* DIRECTIONS FOR THIS TASK
Your answer should be one number, the count of lines in the data that hold "OutboxRecord".

---

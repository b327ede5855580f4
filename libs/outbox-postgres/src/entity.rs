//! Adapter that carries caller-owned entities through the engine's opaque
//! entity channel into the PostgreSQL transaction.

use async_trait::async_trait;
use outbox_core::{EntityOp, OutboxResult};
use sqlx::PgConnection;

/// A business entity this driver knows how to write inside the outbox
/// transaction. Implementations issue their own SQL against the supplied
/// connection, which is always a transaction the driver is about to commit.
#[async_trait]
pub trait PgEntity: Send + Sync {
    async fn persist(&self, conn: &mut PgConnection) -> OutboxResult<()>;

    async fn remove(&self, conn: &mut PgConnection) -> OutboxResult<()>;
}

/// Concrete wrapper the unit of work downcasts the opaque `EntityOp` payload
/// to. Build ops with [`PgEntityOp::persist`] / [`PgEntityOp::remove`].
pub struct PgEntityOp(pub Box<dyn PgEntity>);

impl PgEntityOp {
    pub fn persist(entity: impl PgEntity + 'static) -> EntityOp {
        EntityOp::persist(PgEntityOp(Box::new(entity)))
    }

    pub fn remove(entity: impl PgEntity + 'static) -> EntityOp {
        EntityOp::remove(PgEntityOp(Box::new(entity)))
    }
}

---

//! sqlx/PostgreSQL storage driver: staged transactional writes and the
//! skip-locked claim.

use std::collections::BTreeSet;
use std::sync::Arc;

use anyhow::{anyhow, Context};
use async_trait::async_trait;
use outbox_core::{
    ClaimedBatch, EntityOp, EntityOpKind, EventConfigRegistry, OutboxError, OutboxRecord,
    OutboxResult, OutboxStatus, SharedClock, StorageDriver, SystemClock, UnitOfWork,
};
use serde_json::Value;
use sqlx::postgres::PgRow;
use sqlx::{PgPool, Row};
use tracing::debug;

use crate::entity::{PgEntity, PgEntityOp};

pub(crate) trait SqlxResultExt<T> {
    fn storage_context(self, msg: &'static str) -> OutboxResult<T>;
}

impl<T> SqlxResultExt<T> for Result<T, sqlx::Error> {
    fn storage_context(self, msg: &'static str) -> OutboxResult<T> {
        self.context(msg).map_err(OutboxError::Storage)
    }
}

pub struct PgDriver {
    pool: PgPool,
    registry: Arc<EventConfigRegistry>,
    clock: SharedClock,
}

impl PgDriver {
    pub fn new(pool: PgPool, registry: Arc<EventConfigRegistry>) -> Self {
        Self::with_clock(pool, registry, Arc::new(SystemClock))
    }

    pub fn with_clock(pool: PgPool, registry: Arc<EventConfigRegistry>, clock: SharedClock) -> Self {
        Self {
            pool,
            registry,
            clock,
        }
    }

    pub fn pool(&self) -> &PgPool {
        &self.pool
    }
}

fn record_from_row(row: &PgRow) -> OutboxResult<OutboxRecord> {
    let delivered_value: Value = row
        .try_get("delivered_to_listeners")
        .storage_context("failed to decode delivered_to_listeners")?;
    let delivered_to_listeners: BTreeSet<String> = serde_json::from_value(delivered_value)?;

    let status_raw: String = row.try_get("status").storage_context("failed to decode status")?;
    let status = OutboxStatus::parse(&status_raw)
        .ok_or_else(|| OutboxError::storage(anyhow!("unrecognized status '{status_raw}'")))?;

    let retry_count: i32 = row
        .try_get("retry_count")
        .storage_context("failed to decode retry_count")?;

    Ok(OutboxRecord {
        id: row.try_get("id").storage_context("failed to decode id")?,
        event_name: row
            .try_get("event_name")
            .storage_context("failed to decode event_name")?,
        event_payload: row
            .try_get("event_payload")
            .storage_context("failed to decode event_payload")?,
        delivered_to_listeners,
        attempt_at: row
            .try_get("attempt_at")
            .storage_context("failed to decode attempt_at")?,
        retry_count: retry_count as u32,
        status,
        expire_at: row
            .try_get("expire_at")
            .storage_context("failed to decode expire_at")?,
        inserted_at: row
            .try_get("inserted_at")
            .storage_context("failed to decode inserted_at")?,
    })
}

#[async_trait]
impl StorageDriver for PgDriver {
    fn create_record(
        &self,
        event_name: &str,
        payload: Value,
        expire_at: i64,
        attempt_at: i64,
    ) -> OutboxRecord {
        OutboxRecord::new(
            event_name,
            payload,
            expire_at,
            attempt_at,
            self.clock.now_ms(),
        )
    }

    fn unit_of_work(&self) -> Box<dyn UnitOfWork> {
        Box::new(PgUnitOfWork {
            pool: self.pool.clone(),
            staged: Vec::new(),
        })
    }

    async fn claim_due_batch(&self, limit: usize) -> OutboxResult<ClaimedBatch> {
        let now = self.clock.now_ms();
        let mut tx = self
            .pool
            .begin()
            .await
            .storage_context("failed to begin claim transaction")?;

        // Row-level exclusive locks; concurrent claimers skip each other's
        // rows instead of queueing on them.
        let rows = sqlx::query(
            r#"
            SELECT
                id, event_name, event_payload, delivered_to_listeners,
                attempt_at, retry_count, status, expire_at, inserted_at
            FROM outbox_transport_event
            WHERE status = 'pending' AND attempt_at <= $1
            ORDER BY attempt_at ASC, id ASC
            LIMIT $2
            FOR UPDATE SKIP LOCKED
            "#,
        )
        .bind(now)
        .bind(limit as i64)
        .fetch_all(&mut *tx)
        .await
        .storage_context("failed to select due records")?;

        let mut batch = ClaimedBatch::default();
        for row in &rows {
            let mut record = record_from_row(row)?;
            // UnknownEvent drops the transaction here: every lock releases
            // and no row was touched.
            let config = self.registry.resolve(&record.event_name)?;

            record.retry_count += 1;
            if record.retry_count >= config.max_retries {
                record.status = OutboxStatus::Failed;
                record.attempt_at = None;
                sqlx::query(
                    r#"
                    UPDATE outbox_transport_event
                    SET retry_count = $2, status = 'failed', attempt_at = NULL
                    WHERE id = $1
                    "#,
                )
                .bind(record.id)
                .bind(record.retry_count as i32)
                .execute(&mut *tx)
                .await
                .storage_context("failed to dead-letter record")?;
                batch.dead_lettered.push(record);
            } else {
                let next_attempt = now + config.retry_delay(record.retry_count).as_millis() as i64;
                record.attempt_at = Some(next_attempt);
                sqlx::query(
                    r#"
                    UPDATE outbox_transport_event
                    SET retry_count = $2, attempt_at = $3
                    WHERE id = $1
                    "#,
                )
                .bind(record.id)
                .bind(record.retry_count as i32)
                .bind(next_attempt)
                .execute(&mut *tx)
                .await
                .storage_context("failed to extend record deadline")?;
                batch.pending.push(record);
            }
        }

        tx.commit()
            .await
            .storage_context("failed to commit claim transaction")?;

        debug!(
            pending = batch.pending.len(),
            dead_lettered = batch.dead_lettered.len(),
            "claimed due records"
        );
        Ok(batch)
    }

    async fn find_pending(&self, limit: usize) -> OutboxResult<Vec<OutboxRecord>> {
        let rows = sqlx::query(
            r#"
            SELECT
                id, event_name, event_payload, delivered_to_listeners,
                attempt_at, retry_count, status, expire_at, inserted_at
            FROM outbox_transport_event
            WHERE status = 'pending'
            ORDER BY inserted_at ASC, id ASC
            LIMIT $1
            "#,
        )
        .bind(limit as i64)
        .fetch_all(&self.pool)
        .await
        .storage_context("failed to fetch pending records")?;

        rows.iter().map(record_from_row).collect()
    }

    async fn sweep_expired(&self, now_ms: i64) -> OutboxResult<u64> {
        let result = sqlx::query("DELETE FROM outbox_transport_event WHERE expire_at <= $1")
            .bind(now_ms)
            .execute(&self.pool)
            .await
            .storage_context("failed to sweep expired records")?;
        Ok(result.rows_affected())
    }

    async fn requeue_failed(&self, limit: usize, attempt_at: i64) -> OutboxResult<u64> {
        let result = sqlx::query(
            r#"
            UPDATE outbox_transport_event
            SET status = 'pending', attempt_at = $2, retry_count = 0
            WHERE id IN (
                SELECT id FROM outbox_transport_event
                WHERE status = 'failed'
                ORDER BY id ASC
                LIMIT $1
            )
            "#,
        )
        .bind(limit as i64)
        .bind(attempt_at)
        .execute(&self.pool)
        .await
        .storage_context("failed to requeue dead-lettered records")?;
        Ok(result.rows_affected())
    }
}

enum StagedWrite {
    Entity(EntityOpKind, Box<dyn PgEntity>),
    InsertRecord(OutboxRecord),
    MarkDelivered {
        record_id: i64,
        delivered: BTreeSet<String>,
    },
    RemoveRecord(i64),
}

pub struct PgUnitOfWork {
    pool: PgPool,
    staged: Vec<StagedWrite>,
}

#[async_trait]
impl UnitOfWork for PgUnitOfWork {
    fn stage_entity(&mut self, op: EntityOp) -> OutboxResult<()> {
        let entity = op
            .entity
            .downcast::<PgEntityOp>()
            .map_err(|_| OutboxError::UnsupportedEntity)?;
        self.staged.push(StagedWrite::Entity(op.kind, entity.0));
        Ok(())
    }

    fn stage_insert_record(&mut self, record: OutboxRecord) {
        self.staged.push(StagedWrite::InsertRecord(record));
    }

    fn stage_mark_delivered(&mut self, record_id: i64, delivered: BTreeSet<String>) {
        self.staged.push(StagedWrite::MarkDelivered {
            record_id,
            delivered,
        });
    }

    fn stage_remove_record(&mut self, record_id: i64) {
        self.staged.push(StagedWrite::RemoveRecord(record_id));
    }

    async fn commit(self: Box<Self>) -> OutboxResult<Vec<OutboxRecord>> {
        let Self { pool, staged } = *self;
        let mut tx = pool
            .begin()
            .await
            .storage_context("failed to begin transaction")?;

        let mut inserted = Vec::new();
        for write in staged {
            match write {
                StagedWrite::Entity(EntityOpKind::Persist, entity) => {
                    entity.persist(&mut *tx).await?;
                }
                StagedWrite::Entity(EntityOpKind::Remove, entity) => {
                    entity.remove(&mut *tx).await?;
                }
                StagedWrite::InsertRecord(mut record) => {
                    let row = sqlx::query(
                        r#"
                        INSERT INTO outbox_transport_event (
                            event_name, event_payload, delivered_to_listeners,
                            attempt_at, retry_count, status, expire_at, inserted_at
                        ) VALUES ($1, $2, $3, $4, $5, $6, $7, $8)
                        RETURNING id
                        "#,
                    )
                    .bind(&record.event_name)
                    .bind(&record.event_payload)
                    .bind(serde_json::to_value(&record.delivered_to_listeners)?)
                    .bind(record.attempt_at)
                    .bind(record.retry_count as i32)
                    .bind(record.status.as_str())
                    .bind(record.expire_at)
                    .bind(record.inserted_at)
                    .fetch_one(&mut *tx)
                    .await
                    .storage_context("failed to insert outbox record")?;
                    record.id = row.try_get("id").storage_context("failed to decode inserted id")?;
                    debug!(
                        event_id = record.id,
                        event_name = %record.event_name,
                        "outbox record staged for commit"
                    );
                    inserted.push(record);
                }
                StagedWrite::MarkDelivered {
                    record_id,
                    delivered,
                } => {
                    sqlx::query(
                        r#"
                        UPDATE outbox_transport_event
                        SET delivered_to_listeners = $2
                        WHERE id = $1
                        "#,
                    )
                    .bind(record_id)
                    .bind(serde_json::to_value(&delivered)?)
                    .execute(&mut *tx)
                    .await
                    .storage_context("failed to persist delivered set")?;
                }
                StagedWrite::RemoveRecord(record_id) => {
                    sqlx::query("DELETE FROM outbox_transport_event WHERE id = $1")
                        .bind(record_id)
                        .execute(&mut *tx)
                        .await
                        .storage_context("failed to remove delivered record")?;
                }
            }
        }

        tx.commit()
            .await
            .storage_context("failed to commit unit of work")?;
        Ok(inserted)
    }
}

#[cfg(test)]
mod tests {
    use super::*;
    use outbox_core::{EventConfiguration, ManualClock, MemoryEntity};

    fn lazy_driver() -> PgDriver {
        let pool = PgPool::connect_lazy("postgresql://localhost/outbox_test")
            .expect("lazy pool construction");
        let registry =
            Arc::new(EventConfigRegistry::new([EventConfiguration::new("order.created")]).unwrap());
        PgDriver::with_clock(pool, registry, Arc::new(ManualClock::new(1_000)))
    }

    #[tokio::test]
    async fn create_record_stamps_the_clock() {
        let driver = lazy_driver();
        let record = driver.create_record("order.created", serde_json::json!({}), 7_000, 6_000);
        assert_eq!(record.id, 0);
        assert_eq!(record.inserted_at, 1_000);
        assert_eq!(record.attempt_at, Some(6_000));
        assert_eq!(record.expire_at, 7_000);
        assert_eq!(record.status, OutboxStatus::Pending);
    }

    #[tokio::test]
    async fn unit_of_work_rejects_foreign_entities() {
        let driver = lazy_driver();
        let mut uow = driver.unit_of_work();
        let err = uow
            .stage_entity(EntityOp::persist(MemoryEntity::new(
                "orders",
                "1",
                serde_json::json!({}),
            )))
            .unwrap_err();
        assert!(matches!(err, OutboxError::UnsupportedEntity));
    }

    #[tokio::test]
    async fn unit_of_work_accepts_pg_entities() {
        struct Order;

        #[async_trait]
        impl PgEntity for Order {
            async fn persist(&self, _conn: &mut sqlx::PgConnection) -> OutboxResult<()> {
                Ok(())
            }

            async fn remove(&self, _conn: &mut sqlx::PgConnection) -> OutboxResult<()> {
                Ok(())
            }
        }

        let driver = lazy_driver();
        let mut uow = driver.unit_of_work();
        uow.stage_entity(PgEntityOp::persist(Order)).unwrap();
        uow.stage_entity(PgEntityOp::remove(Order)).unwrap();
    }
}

---

* RESPONSE TO THIS EXERCISE
9